## EXERCISE INSTRUCTIONS:
An exact transcript of the records is what this task asks for.
*** AVAILABLE RECORDS Section Begins ***
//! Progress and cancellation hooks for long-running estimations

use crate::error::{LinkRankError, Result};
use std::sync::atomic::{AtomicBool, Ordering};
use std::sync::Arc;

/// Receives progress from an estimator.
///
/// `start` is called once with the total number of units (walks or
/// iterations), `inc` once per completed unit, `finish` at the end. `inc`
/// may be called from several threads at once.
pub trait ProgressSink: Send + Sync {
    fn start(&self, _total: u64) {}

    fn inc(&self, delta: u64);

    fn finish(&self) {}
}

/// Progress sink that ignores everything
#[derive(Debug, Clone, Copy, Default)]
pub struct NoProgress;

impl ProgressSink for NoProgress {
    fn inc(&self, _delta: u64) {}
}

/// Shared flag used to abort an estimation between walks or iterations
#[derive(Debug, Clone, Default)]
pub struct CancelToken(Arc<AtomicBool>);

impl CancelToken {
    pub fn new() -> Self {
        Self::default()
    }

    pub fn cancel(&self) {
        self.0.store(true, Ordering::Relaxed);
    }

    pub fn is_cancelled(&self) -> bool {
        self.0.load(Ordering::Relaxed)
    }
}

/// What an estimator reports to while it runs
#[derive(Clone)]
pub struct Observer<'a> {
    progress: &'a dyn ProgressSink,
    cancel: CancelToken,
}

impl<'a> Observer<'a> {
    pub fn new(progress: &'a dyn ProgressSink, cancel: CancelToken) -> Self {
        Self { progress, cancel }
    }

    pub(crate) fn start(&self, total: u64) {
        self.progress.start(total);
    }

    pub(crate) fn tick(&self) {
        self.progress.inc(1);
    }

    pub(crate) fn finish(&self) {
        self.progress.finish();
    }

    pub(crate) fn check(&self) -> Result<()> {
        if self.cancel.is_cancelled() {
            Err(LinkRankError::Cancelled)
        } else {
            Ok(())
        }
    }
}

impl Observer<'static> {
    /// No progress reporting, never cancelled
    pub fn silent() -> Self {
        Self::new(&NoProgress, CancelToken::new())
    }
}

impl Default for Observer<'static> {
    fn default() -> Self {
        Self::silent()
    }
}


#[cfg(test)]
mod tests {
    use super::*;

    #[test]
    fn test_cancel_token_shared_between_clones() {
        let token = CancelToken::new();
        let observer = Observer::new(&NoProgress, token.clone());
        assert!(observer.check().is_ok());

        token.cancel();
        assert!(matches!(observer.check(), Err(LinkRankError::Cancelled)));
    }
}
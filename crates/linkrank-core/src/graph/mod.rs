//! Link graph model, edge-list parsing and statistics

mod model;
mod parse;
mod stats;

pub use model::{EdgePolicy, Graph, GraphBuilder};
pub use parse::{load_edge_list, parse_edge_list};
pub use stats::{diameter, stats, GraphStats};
*** AVAILABLE RECORDS Section Ends ***
## PROBLEM SOLUTION:
//! Progress and cancellation hooks for long-running estimations

use crate::error::{LinkRankError, Result};
use std::sync::atomic::{AtomicBool, Ordering};
use std::sync::Arc;

/// Receives progress from an estimator.
///
/// `start` is called once with the total number of units (walks or
/// iterations), `inc` once per completed unit, `finish` at the end. `inc`
/// may be called from several threads at once.
pub trait ProgressSink: Send + Sync {
    fn start(&self, _total: u64) {}

    fn inc(&self, delta: u64);

    fn finish(&self) {}
}

/// Progress sink that ignores everything
#[derive(Debug, Clone, Copy, Default)]
pub struct NoProgress;

impl ProgressSink for NoProgress {
    fn inc(&self, _delta: u64) {}
}

/// Shared flag used to abort an estimation between walks or iterations
#[derive(Debug, Clone, Default)]
pub struct CancelToken(Arc<AtomicBool>);

impl CancelToken {
    pub fn new() -> Self {
        Self::default()
    }

    pub fn cancel(&self) {
        self.0.store(true, Ordering::Relaxed);
    }

    pub fn is_cancelled(&self) -> bool {
        self.0.load(Ordering::Relaxed)
    }
}

/// What an estimator reports to while it runs
#[derive(Clone)]
pub struct Observer<'a> {
    progress: &'a dyn ProgressSink,
    cancel: CancelToken,
}

impl<'a> Observer<'a> {
    pub fn new(progress: &'a dyn ProgressSink, cancel: CancelToken) -> Self {
        Self { progress, cancel }
    }

    pub(crate) fn start(&self, total: u64) {
        self.progress.start(total);
    }

    pub(crate) fn tick(&self) {
        self.progress.inc(1);
    }

    pub(crate) fn finish(&self) {
        self.progress.finish();
    }

    pub(crate) fn check(&self) -> Result<()> {
        if self.cancel.is_cancelled() {
            Err(LinkRankError::Cancelled)
        } else {
            Ok(())
        }
    }
}

impl Observer<'static> {
    /// No progress reporting, never cancelled
    pub fn silent() -> Self {
        Self::new(&NoProgress, CancelToken::new())
    }
}

impl Default for Observer<'static> {
    fn default() -> Self {
        Self::silent()
    }
}


#[cfg(test)]
mod tests {
    use super::*;

    #[test]
    fn test_cancel_token_shared_between_clones() {
        let token = CancelToken::new();
        let observer = Observer::new(&NoProgress, token.clone());
        assert!(observer.check().is_ok());

        token.cancel();
        assert!(matches!(observer.check(), Err(LinkRankError::Cancelled)));
    }
}
filename crates/linkrank-core/src/graph/mod.rs
//! Link graph model, edge-list parsing and statistics

mod model;
mod parse;
mod stats;

pub use model::{EdgePolicy, Graph, GraphBuilder};
pub use parse::{load_edge_list, parse_edge_list};
pub use stats::{diameter, stats, GraphStats};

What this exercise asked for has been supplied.